I chose to make a career in musical theatre as my life’s priority. This part of my life was exciting, filled with triumphant moments, though I was most comfortable as a productive, talented cog in superior productions, not as the leading actor. I never sought out celebrity or stardom. (My life wouldn’t hold up to the scrutiny.) Having the limelight, applause was not my end goal; executing the work to a high standard was my motivation. It is also a profession with the highest of highs and lowest of lows, frequent gaps in employment and constant rejection. Yet, I was successful enough to qualify for a quality pension and I hold on to the triumphs.

Observing my brother and sister with their children and grandchildren, coupled with an awareness I’m no longer someone’s son, has triggered a sadness in my heart. I will never know what it means to be a father. This role offers a continuity and connection I will never experience. I have access to my great niece and nephews, a joyous feeling; but, not having a life partner, children, grandchildren, roommate ... even a pet ... makes me feel like I live in an underpopulated world. I am hyper-aware of the solitude and silence around me, though most times I embrace it. I am weary of being the center of my universe. I want more ... I want to live each day with someone else’s well being foremost in my mind.

Most of my LGBT friends are partnered, married or were married (even if the relationship is toxic), have children, grandchildren or a house full of pets. I must assume the feelings of isolation, of being on the outside looking in, present since my childhood, extending through my work life and now extending into retirement, are valid.

Why have I always felt this way? I don’t lack for confidence, but there is so much I would change about my life. It’s become clear to me that I desire someone, or something, in my life that will allow me to put them first and foremost. I experienced such a feeling when taking care of my nephew Ross, though something elemental, fundamental to my happiness, was still missing.

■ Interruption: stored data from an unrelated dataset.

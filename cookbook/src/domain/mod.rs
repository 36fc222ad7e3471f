//! Domain types for the cookbook
//!
//! Core domain types: Recipe, Ingredient, Category, MealSlot, DayMenu, UserProfile.
//! Recipes are owned by the [`RecipeStore`](crate::RecipeStore); the planner only
//! ever holds [`RecipeId`] references to them.

mod category;
mod meal;
mod profile;
mod recipe;

pub use category::Category;
pub use meal::{DayMenu, MealSlot};
pub use profile::{Diet, UserProfile};
pub use recipe::{Ingredient, NewRecipe, Recipe, RecipeId};
pub(crate) use recipe::fold;
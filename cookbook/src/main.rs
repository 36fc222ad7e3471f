use chrono::NaiveDate;
use clap::Parser;
use colored::*;
use eyre::{Context, Result};
use tracing::info;

use cookbook::cli::{Assignment, Cli, Command, OutputFormat};
use cookbook::config::Config;
use cookbook::planner::DAYS_PER_WEEK;
use cookbook::{Cookbook, Recipe, RecipeDraft, week_start};

fn setup_logging(verbose: bool) -> Result<()> {
    let level = if verbose { tracing::Level::DEBUG } else { tracing::Level::WARN };

    tracing_subscriber::fmt()
        .with_writer(std::io::stderr)
        .with_env_filter(tracing_subscriber::EnvFilter::from_default_env().add_directive(level.into()))
        .init();

    Ok(())
}

fn main() -> Result<()> {
    let cli = Cli::parse();
    setup_logging(cli.verbose).context("Failed to setup logging")?;

    let config = Config::load(cli.config.as_ref()).context("Failed to load configuration")?;
    info!(?config, "cookbook starting");

    let cookbook = Cookbook::from_config(&config);

    match cli.command {
        Command::List { category, format } => {
            let recipes = match category {
                Some(category) => cookbook.recipes().by_category(category),
                None => cookbook.recipes().all(),
            };
            print_recipes(&recipes, format)?;
        }
        Command::Show { id, format } => {
            let recipe = cookbook
                .recipes()
                .get(id)
                .ok_or_else(|| eyre::eyre!("Recipe not found: {}", id))?;
            match format {
                OutputFormat::Json => println!("{}", serde_json::to_string_pretty(&recipe)?),
                OutputFormat::Text => print_recipe_details(&recipe),
            }
        }
        Command::Search {
            query,
            category,
            format,
        } => {
            let recipes = cookbook.recipes().search(&query, category);
            print_recipes(&recipes, format)?;
        }
        Command::Add {
            title,
            category,
            minutes,
            ingredients,
            steps,
        } => {
            let draft = RecipeDraft {
                title,
                category,
                preparation_minutes: minutes,
                ingredients: ingredients.join("\n"),
                steps: steps.join("\n"),
                image: None,
            };
            let id = cookbook.create_recipe(&draft).context("Failed to add recipe")?;
            println!("{} Added recipe {}: {}", "✓".green(), id.to_string().cyan(), draft.title.trim());
        }
        Command::Day {
            date,
            assignments,
            format,
        } => {
            apply_assignments(&cookbook, date, &assignments)?;
            print_days(&cookbook, &[date], format)?;
        }
        Command::Week {
            date,
            assignments,
            format,
        } => {
            let date = date.unwrap_or_else(|| chrono::Local::now().date_naive());
            let start = week_start(date, config.week_start.into());
            apply_assignments(&cookbook, start, &assignments)?;
            let dates: Vec<NaiveDate> = start.iter_days().take(DAYS_PER_WEEK as usize).collect();
            print_days(&cookbook, &dates, format)?;
        }
        Command::Shopping {
            from,
            days,
            assignments,
            format,
        } => {
            apply_assignments(&cookbook, from, &assignments)?;
            let days = days.unwrap_or(config.shopping_days);
            let items = cookbook.shopping_list(from, days.into());
            match format {
                OutputFormat::Json => println!("{}", serde_json::to_string_pretty(&items)?),
                OutputFormat::Text if items.is_empty() => println!("Nothing planned"),
                OutputFormat::Text => {
                    for item in items {
                        println!("{} {} {}", item.name, format_amount(item.amount).cyan(), item.unit);
                    }
                }
            }
        }
    }

    Ok(())
}

fn apply_assignments(cookbook: &Cookbook, default_date: NaiveDate, assignments: &[Assignment]) -> Result<()> {
    for assignment in assignments {
        let date = assignment.date.unwrap_or(default_date);
        cookbook
            .plan(date, assignment.slot, assignment.recipe_id)
            .context(format!("Failed to plan {} on {}", assignment.slot, date))?;
    }
    Ok(())
}

fn print_recipes(recipes: &[Recipe], format: OutputFormat) -> Result<()> {
    match format {
        OutputFormat::Json => println!("{}", serde_json::to_string_pretty(recipes)?),
        OutputFormat::Text if recipes.is_empty() => println!("No recipes found"),
        OutputFormat::Text => {
            for recipe in recipes {
                println!(
                    "{} {} {}",
                    format!("{:>3}", recipe.id).yellow(),
                    recipe.title,
                    format!("({} min, {})", recipe.preparation_minutes, recipe.category).dimmed()
                );
            }
        }
    }
    Ok(())
}

fn print_recipe_details(recipe: &Recipe) {
    println!("{}", recipe.title.bold());
    println!("Category: {}", recipe.category);
    println!("Time: {} min", recipe.preparation_minutes);
    println!();
    println!("{}", "Ingredients:".bold());
    for ingredient in &recipe.ingredients {
        println!("  - {}: {} {}", ingredient.name, format_amount(ingredient.amount), ingredient.unit);
    }
    println!();
    println!("{}", "Steps:".bold());
    for (n, step) in recipe.steps.iter().enumerate() {
        println!("  {}. {}", n + 1, step);
    }
}

fn print_days(cookbook: &Cookbook, dates: &[NaiveDate], format: OutputFormat) -> Result<()> {
    match format {
        OutputFormat::Json => {
            let json: Vec<serde_json::Value> = dates
                .iter()
                .map(|date| {
                    let [(_, breakfast), (_, lunch), (_, dinner)] = cookbook.day_recipes(*date);
                    serde_json::json!({
                        "date": date.to_string(),
                        "breakfast": breakfast,
                        "lunch": lunch,
                        "dinner": dinner,
                    })
                })
                .collect();
            println!("{}", serde_json::to_string_pretty(&json)?);
        }
        OutputFormat::Text => {
            for date in dates {
                println!("{}", format!("Menu for {}", date.format("%d.%m.%Y")).bold());
                for (slot, recipe) in cookbook.day_recipes(*date) {
                    match recipe {
                        Some(recipe) => println!("  {}: {} {}", slot, recipe.title, format!("#{}", recipe.id).dimmed()),
                        None => println!("  {}: {}", slot, "not planned".dimmed()),
                    }
                }
            }
        }
    }
    Ok(())
}

/// Drop the fractional part of whole amounts
fn format_amount(amount: f64) -> String {
    if amount.fract() == 0.0 {
        format!("{:.0}", amount)
    } else {
        amount.to_string()
    }
}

That feeling persisted when I shared a home, for the first time during my initial go at living in Minnesota. It’s become clear to me, as painful as it is, the friendship with that friend/roommate was ultimately misguided and one-sided. It was never my intention to be too intense ... or willful. I am generous and unselfish. I loved the idea and feeling of having someone else in the house. Yet, I was putting my hopes for a safe and secure future into an unwilling vessel. My mistake, not his. You can’t love someone who rejects emotional intimacy and isn’t comfortable with being the focus of your attention. I see that now ... clearly ...

So, how do I solve these feelings of treading water in place? More counseling? Activism? I’ve been retired since April. I work to be productive every day. So far, I’m surviving on my retirement income; but, it is insufficient. I am counting pennies, living day to day, hoping nothing goes wrong. There is no cushion. It is causing anxiety and a vague sense of dread. It leads to strong bouts of introspection as in this post. I can't continue to mourn for what might have been. It’s become clear I must continue to evolve, get a part time job and work till I can no longer physically do so. The expression is true ... Getting old isn’t for sissies.